>>>

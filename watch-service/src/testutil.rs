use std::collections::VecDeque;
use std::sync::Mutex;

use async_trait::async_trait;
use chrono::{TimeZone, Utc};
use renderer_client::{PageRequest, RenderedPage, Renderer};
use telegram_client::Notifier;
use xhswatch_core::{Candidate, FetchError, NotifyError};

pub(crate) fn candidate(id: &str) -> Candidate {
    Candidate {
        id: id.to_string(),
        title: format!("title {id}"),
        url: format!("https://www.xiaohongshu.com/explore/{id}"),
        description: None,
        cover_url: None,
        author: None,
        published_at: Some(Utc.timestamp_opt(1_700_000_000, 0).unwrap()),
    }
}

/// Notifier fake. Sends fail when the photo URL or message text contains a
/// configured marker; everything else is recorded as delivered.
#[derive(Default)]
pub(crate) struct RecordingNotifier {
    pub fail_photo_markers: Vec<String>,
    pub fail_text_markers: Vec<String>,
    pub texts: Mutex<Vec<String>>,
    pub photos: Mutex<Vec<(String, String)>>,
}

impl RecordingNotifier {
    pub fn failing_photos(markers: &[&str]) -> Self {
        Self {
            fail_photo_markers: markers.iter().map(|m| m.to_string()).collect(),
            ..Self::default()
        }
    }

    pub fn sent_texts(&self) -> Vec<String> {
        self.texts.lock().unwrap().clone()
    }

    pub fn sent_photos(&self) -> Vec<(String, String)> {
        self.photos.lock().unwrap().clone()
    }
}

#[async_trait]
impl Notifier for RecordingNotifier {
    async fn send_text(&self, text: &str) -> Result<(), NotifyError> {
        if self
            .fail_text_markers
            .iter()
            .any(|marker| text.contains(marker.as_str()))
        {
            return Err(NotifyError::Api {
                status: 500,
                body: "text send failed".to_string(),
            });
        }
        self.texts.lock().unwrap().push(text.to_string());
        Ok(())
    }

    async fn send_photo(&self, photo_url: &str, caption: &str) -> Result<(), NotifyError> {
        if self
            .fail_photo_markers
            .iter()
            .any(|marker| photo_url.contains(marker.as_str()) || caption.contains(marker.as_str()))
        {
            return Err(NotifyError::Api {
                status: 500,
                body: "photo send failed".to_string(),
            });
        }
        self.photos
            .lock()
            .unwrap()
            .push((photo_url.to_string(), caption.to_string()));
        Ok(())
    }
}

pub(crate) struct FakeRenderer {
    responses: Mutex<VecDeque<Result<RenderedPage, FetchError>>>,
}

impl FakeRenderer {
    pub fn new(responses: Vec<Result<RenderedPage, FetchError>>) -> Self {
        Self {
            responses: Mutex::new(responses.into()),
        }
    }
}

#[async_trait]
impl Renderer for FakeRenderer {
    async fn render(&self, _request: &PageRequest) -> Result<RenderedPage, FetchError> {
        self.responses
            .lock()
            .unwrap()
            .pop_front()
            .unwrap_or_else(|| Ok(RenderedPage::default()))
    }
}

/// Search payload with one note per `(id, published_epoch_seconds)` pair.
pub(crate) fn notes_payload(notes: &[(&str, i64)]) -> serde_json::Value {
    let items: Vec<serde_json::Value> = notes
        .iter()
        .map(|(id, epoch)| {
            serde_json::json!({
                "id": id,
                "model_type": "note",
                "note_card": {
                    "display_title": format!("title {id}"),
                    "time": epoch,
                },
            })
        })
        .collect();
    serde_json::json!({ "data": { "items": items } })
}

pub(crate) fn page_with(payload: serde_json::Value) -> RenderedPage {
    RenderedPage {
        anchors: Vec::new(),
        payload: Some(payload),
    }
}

<<<

* **TRY IT**:
Take every line above where "responses" appears and copy it.

* **ANSWER SECTION**:
    responses: Mutex<VecDeque<Result<RenderedPage, FetchError>>>,
    pub fn new(responses: Vec<Result<RenderedPage, FetchError>>) -> Self {
            responses: Mutex::new(responses.into()),
        self.responses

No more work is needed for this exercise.